I was working with my client today and we had a chat that I think you might want to hear too.

She’s a single mum – her tween son is her whole world. She adores him (he is pretty darn adorable).

She and her son are both autistic and both sentimentally attached to their stuff – they find it really hard to let go. And that’s normal for many people, of course, but can also be really unhelpful because it results in rather full houses.

She has been working hard on her clutter and is discarding and organising well. We have worked on her son’s room a few times (and she has done it herself many times before I came along) and it always descends again into chaos. He’s very busy and creative, easily distracted and gets overwhelmed with a lot of stuff to put away.

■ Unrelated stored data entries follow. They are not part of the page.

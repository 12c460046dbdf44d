//! InMemoryUserStore - プロセス内のアカウントストア
//!
//! # 実装詳細
//! - `HashMap<UserId, User>` とメール索引を 1 つの `RwLock` で保護
//! - 重複チェックと挿入は同じ書き込みロックの中で行う（check-then-insert の競合なし）
//! - タスクストアと同じく、ロック取得を含めて deadline を適用する

use std::collections::HashMap;
use std::collections::hash_map::Entry;
use std::sync::Arc;
use std::time::Duration;

use async_trait::async_trait;
use tokio::sync::RwLock;
use tokio::time::timeout;

use super::inmem_task_store::{StoreDeadlines, memory_store_name};
use crate::domain::{TaskdError, User, UserDraft, UserId, email_key};
use crate::ports::{Clock, IdGenerator, UlidGenerator, UserStore};

pub const DUPLICATE_EMAIL: &str = "user with this email already exists";

#[derive(Default)]
struct UserState {
    users: HashMap<UserId, User>,
    /// `email_key(email)` -> id
    by_email: HashMap<String, UserId>,
}

pub struct InMemoryUserStore {
    name: String,
    state: RwLock<UserState>,
    clock: Arc<dyn Clock>,
    ids: Arc<dyn IdGenerator>,
    deadline: Duration,
}

impl InMemoryUserStore {
    pub fn new(clock: Arc<dyn Clock>) -> Self {
        let ids: Arc<dyn IdGenerator> = Arc::new(UlidGenerator::new(Arc::clone(&clock)));
        Self {
            name: "default".to_string(),
            state: RwLock::new(UserState::default()),
            clock,
            ids,
            deadline: StoreDeadlines::default().single,
        }
    }

    /// Same URL scheme as the task store: `memory://<name>`.
    pub fn connect(url: &str, clock: Arc<dyn Clock>) -> Result<Self, TaskdError> {
        let name = memory_store_name(url)?;
        let mut store = Self::new(clock);
        store.name = name.to_string();
        Ok(store)
    }

    pub fn name(&self) -> &str {
        &self.name
    }
}

#[async_trait]
impl UserStore for InMemoryUserStore {
    async fn create(&self, draft: UserDraft) -> Result<User, TaskdError> {
        let key = email_key(&draft.email);
        let user = User::new(self.ids.generate_user_id(), draft, self.clock.now());

        let mut guard = timeout(self.deadline, self.state.write())
            .await
            .map_err(|_| TaskdError::Timeout {
                op: "create_user",
                after: self.deadline,
            })?;

        let UserState { users, by_email } = &mut *guard;
        match by_email.entry(key) {
            Entry::Occupied(_) => Err(TaskdError::Conflict(DUPLICATE_EMAIL.to_string())),
            Entry::Vacant(slot) => {
                slot.insert(user.id);
                users.insert(user.id, user.clone());
                Ok(user)
            }
        }
    }

    async fn find_by_email(&self, email: &str) -> Result<Option<User>, TaskdError> {
        let state = timeout(self.deadline, self.state.read())
            .await
            .map_err(|_| TaskdError::Timeout {
                op: "find_user_by_email",
                after: self.deadline,
            })?;

        Ok(state
            .by_email
            .get(&email_key(email))
            .and_then(|id| state.users.get(id))
            .cloned())
    }
}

She is also stressed out by his bedroom, and they end up fighting. He resists tidying up because he’s overwhelmed, she shouts because she’s overwhelmed, then he gets upset and then she feels guilty. And repeat.

Here’s the kicker, though – he keeps getting more stuff to add to his room. His mum’s love language is gift giving. She LOVES giving gifts to people she cares for – it’s her favourite thing to do.

So today after working with him, and him telling me about what his mum bought him yesterday, I went in for a chat with his mum. I said to her that the only way things are going to change is if he has half the stuff (or less). It’s the only way he’s going to be capable of staying on top of it, and both of them to be comfortable with his room. I said that I know she loves giving him hings, but he can’t handle it and he can’t let go. So she’s essentially giving them both long-term stress for a short-term kick (to both of them).

I suggested that maybe he might have to “buy” new tings she’s bought for him with a donation of another toy. She said that would distress him too much as he can’t let go easily.

So my next suggestion was to spare him the distress of parting with things, and just have nothing new come into the house from now on.

I know her quite well by now, and her face clearly showed her dismay. She said “But he’s my son, I want to give him things to make him happy”.

I said “Would you give him heroin? That would make him happy. Of course then he’s addicted and brain-addled and it ruins his life. But you’d both be happy for a moment. Because that’s what you’re doing – you’re getting a high from giving him something that makes you both happy in the moment, but you’re both in conflict and absolutely miserable in the long term. And it’s even worse if you then also have to deal with withdrawal later on”.

She’s smart, she gets it. She smiled sadly and said “Yeah, I know. And I have cupboards full of heroin just waiting to give him”.

Are you filling your kids’ lives with stuff that causes long-term issues? Are you getting a high from buying them stuff? And is the fallout making you all miserable?

If so, maybe it’s time for a detox.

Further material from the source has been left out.